SUPPLIED INFORMATION below:

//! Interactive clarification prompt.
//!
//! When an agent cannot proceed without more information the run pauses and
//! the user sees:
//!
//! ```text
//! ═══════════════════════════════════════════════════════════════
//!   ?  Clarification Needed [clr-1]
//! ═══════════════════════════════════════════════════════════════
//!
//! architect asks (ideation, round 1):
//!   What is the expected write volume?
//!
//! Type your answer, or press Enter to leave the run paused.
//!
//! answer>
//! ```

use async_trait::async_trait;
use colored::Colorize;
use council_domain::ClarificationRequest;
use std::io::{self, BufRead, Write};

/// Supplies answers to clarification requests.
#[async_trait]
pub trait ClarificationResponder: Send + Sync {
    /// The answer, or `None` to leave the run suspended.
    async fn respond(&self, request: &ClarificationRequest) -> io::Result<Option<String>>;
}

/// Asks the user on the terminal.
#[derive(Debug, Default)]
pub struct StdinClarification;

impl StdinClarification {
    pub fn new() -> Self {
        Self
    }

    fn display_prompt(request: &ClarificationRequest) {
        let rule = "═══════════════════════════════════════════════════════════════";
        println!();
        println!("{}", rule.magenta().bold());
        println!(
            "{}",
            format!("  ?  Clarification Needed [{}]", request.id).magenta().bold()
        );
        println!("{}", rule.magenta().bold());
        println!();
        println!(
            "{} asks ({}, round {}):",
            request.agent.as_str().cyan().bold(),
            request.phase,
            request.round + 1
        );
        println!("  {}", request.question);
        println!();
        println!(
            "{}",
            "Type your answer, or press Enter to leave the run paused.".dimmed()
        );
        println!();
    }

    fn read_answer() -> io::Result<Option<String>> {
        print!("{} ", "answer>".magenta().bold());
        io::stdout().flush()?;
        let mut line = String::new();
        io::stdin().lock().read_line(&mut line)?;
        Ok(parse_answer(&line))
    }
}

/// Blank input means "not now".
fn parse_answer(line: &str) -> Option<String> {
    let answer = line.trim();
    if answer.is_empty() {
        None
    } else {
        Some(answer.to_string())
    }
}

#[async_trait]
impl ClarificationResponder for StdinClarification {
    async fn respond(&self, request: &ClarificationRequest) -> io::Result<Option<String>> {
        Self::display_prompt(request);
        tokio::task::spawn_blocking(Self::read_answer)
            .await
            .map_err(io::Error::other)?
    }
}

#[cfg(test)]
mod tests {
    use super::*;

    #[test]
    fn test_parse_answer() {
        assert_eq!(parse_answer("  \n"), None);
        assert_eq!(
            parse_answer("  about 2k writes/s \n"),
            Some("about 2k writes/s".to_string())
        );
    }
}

End of SUPPLIED INFORMATION.

The response must contain every entry, each one identical to the original.

//! Interactive clarification prompt.
//!
//! When an agent cannot proceed without more information the run pauses and
//! the user sees:
//!
//! ```text
//! ═══════════════════════════════════════════════════════════════
//!   ?  Clarification Needed [clr-1]
//! ═══════════════════════════════════════════════════════════════
//!
//! architect asks (ideation, round 1):
//!   What is the expected write volume?
//!
//! Type your answer, or press Enter to leave the run paused.
//!
//! answer>
//! ```

use async_trait::async_trait;
use colored::Colorize;
use council_domain::ClarificationRequest;
use std::io::{self, BufRead, Write};

/// Supplies answers to clarification requests.
#[async_trait]
pub trait ClarificationResponder: Send + Sync {
    /// The answer, or `None` to leave the run suspended.
    async fn respond(&self, request: &ClarificationRequest) -> io::Result<Option<String>>;
}

/// Asks the user on the terminal.
#[derive(Debug, Default)]
pub struct StdinClarification;

impl StdinClarification {
    pub fn new() -> Self {
        Self
    }

    fn display_prompt(request: &ClarificationRequest) {
        let rule = "═══════════════════════════════════════════════════════════════";
        println!();
        println!("{}", rule.magenta().bold());
        println!(
            "{}",
            format!("  ?  Clarification Needed [{}]", request.id).magenta().bold()
        );
        println!("{}", rule.magenta().bold());
        println!();
        println!(
            "{} asks ({}, round {}):",
            request.agent.as_str().cyan().bold(),
            request.phase,
            request.round + 1
        );
        println!("  {}", request.question);
        println!();
        println!(
            "{}",
            "Type your answer, or press Enter to leave the run paused.".dimmed()
        );
        println!();
    }

    fn read_answer() -> io::Result<Option<String>> {
        print!("{} ", "answer>".magenta().bold());
        io::stdout().flush()?;
        let mut line = String::new();
        io::stdin().lock().read_line(&mut line)?;
        Ok(parse_answer(&line))
    }
}

/// Blank input means "not now".
fn parse_answer(line: &str) -> Option<String> {
    let answer = line.trim();
    if answer.is_empty() {
        None
    } else {
        Some(answer.to_string())
    }
}

#[async_trait]
impl ClarificationResponder for StdinClarification {
    async fn respond(&self, request: &ClarificationRequest) -> io::Result<Option<String>> {
        Self::display_prompt(request);
        tokio::task::spawn_blocking(Self::read_answer)
            .await
            .map_err(io::Error::other)?
    }
}

#[cfg(test)]
mod tests {
    use super::*;

    #[test]
    fn test_parse_answer() {
        assert_eq!(parse_answer("  \n"), None);
        assert_eq!(
            parse_answer("  about 2k writes/s \n"),
            Some("about 2k writes/s".to_string())
        );
    }
}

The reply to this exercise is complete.